The ride progressed to more nostalgic parts. Here we rolled along near my parents’ house, roads I regularly hit when I was returning to road cycling. Occasionally I pointed out houses from bus stops when I was in elementary school. Every once in a while we commented how that house stood where a field once was, or how multiple houses were now where a grove of trees once stood. Even the local quarry was in the process of being filled in.
Then something enjoyable took shape. As we wound around regularly overlooked roads, we reminisced over memorable rides and riders who led us out in the past decade. Mike talked about his enjoyment of collegiate cycling; I tried to figure out whether we could pinpoint our first ride together. We talked about riders who inspired us to race through the pain to find success, cyclists who brought out the best in us. Here was where a ride once turned onto a busy road and had no business being out there. And remember that time when we cracked a rider who never, ever cracked? We talked about riders who now live on another continent, riding the velodromes of England. We laughed over riders who moved to California but not before he dropped the hammer on so many rides, causing us to be at our best. We dropped names of riders who now live in the next county over but helped the cause of Bucks cycling through eagerness. Mike and I even giggled over the fact one of our cycling buddy’s sons now has the possibility to blow us away. We enjoyed talking about the last ten years of cycling.
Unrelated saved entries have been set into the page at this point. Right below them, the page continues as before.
impl Default for AppConfig {
    fn default() -> Self {
        Self {
            server: ServerSettings {
                bind_address: "127.0.0.1:8080".to_string(),
                region: RegionSettings {
                    min_x: -1000.0,
                    max_x: 1000.0,
                    min_y: -1000.0,
                    max_y: 1000.0,
                    min_z: -100.0,
                    max_z: 100.0,
                },
                max_connections: 1000,
                connection_timeout: 60,
                use_reuse_port: false,
                tick_interval_ms: 50,
            },
            plugins: PluginSettings {
                directory: "plugins".to_string(),
                auto_load: true,
                whitelist: vec![],
            },
            logging: LoggingSettings {
                level: "info".to_string(),
                json_format: false,
                file_path: None,
            },
            gorc: GorcSettings::default(),
        }
    }
}

impl AppConfig {
    /// Loads configuration from a TOML file.
    /// 
    /// If the file doesn't exist, creates a default configuration file at the specified path
    /// and returns the default configuration.
    /// 
    /// # Arguments
    /// 
    /// * `path` - Path to the configuration file
    /// 
    /// # Returns
    /// 
    /// The loaded or default configuration, or an error if loading/creation failed.
    pub async fn load_from_file(path: &PathBuf) -> Result<Self, Box<dyn std::error::Error>> {
        if path.exists() {
            let content = tokio::fs::read_to_string(path).await?;
            let config: AppConfig = toml::from_str(&content)?;
            Ok(config)
        } else {
            // Create default config file
            let default_config = AppConfig::default();
            let toml_content = toml::to_string_pretty(&default_config)?;
            tokio::fs::write(path, toml_content).await?;
            info!("Created default configuration file: {}", path.display());
            Ok(default_config)
        }
    }

    /// Converts the application configuration to a game server configuration.
    ///
    /// This method translates the TOML-based configuration into the types
    /// expected by the game server core.
    ///
    /// # Arguments
    ///
    /// * `plugin_safety` - Plugin safety configuration from CLI arguments
    ///
    /// # Returns
    ///
    /// A `ServerConfig` instance ready for use with the game server.
    pub fn to_server_config(&self, plugin_safety: PluginSafetyConfig) -> Result<ServerConfig, Box<dyn std::error::Error>> {
        Ok(ServerConfig {
            bind_address: self.server.bind_address.parse()?,
            region_bounds: RegionBounds {
                min_x: self.server.region.min_x,
                max_x: self.server.region.max_x,
                min_y: self.server.region.min_y,
                max_y: self.server.region.max_y,
                min_z: self.server.region.min_z,
                max_z: self.server.region.max_z,
            },
            plugin_directory: PathBuf::from(&self.plugins.directory),
            max_connections: self.server.max_connections,
            connection_timeout: self.server.connection_timeout,
            use_reuse_port: self.server.use_reuse_port,
            tick_interval_ms: self.server.tick_interval_ms,
            security: Default::default(),
            plugin_safety,
        })
    }

    /// Converts the GORC configuration to the internal GORC config structure.
    ///
    /// This method translates the TOML-based GORC configuration into the types
    /// expected by the GORC system.
    ///
    /// # Returns
    ///
    /// A `GorcServerConfig` instance ready for use with the GORC system.
    pub fn to_gorc_config(&self) -> GorcServerConfig {
        use horizon_event_system::gorc::{
            GorcGeneralConfig, SpatialConfig, MonitoringConfig
        };
        use horizon_event_system::gorc::config::NetworkConfig as GorcNetworkConfig;

        GorcServerConfig {
            general: GorcGeneralConfig {
                max_objects: self.gorc.general.max_objects,
                max_players: self.gorc.general.max_players,
                max_channels_per_object: self.gorc.general.max_channels_per_object,
                auto_optimize_zones: self.gorc.general.auto_optimize_zones,
                optimization_interval_ms: self.gorc.general.optimization_interval_ms,
                debug_logging: self.gorc.general.debug_logging,
            },
            virtualization: VirtualizationConfig {
                enabled: self.gorc.virtualization.enabled,
                density_threshold: self.gorc.virtualization.density_threshold,
                overlap_threshold: self.gorc.virtualization.overlap_threshold,
                max_virtual_zone_radius: self.gorc.virtualization.max_virtual_zone_radius,
                min_zone_radius: self.gorc.virtualization.min_zone_radius,
                check_interval_ms: self.gorc.virtualization.check_interval_ms,
                max_objects_per_virtual_zone: self.gorc.virtualization.max_objects_per_virtual_zone,
            },
            spatial: SpatialConfig {
                world_bounds: self.gorc.spatial.world_bounds,
                max_objects_per_leaf: self.gorc.spatial.max_objects_per_leaf,
                rebuild_threshold: self.gorc.spatial.rebuild_threshold,
                enable_caching: self.gorc.spatial.enable_caching,
                cache_expiry_ms: self.gorc.spatial.cache_expiry_ms,
            },
            network: GorcNetworkConfig {
                max_batch_size: self.gorc.network.max_batch_size,
                channel_frequencies: self.gorc.network.channel_frequencies,
                enable_compression: self.gorc.network.enable_compression,
                compression_threshold: self.gorc.network.compression_threshold,
                max_queue_size_per_player: self.gorc.network.max_queue_size_per_player,
                network_timeout_ms: self.gorc.network.network_timeout_ms,
                enable_priority_sending: self.gorc.network.enable_priority_sending,
            },
            monitoring: MonitoringConfig {
                enable_stats: self.gorc.monitoring.enable_stats,
                stats_interval_ms: self.gorc.monitoring.stats_interval_ms,
                enable_profiling: self.gorc.monitoring.enable_profiling,
                max_performance_samples: self.gorc.monitoring.max_performance_samples,
                track_memory_usage: self.gorc.monitoring.track_memory_usage,
                slow_operation_threshold_us: self.gorc.monitoring.slow_operation_threshold_us,
                enable_performance_alerts: self.gorc.monitoring.enable_performance_alerts,
            },
        }
    }

    /// Validates the configuration for consistency and correctness.
    /// 
    /// Checks network addresses, region boundaries, plugin settings, and other
    /// configuration values for validity.
    /// 
    /// # Returns
    /// 
    /// `Ok(())` if the configuration is valid, or an error string describing the issue.
    pub fn validate(&self) -> Result<(), String> {
        // Validate bind address
        if self.server.bind_address.parse::<std::net::SocketAddr>().is_err() {
            return Err(format!(
                "Invalid bind address: {}",
                &self.server.bind_address
            ));
        }

        // Validate region bounds
        if self.server.region.min_x >= self.server.region.max_x {
            return Err("Region min_x must be less than max_x".to_string());
        }
        if self.server.region.min_y >= self.server.region.max_y {
            return Err("Region min_y must be less than max_y".to_string());
        }
        if self.server.region.min_z >= self.server.region.max_z {
            return Err("Region min_z must be less than max_z".to_string());
        }

        // Validate plugin directory
        if self.plugins.directory.is_empty() {
            return Err("Plugin directory cannot be empty".to_string());
        }

        // Validate log level
        let valid_levels = ["trace", "debug", "info", "warn", "error"];
        if !valid_levels.contains(&self.logging.level.as_str()) {
            return Err(format!(
                "Invalid log level: {}. Must be one of: {valid_levels:?}",
                &self.logging.level
            ));
        }

        if self.gorc.spatial.max_objects_per_leaf == 0 {
            return Err("gorc.spatial.max_objects_per_leaf must be greater than 0".to_string());
        }

        if self.gorc.spatial.rebuild_threshold == 0 {
            return Err("gorc.spatial.rebuild_threshold must be greater than 0".to_string());
        }

        Ok(())
    }
}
And isn’t that the way it should have been? As we pedaled the final dozen or so miles of the year, recollecting was definitely how 2018 should have ended. If either or both of us were fighting to cross the figurative finish line of 500 kilometers, we would have missed out talking about great memories.
We even pulled over at the Lumberville General Store to talk about how it felt like it might snow. I kept saying how the bacon smelled good, then the sausage, and then how tasty the Yule log looked. Luckily we gulped coffee while a passing shower took place. What would great conversation be without coffee? What would a day be without a great ride to a coffee shop? It was all here to sum up the year.
After we split off to bid 2018 adieu our own ways, the sky started dripping. I reentered the Shelter in Place bubble, which had been lifted for several hours since my departure. Imagine if I had sheltered in place. I would have missed out on great conversation, great riding, and coffee courtesy of Mike. The Festive 500 was a bust but I managed to leapfrog my second-best mileage courtesy of today’s mileage. I’m not suggesting to venture out when ‘Shelter in Place’ is announced, but I sure think the risk was worth it.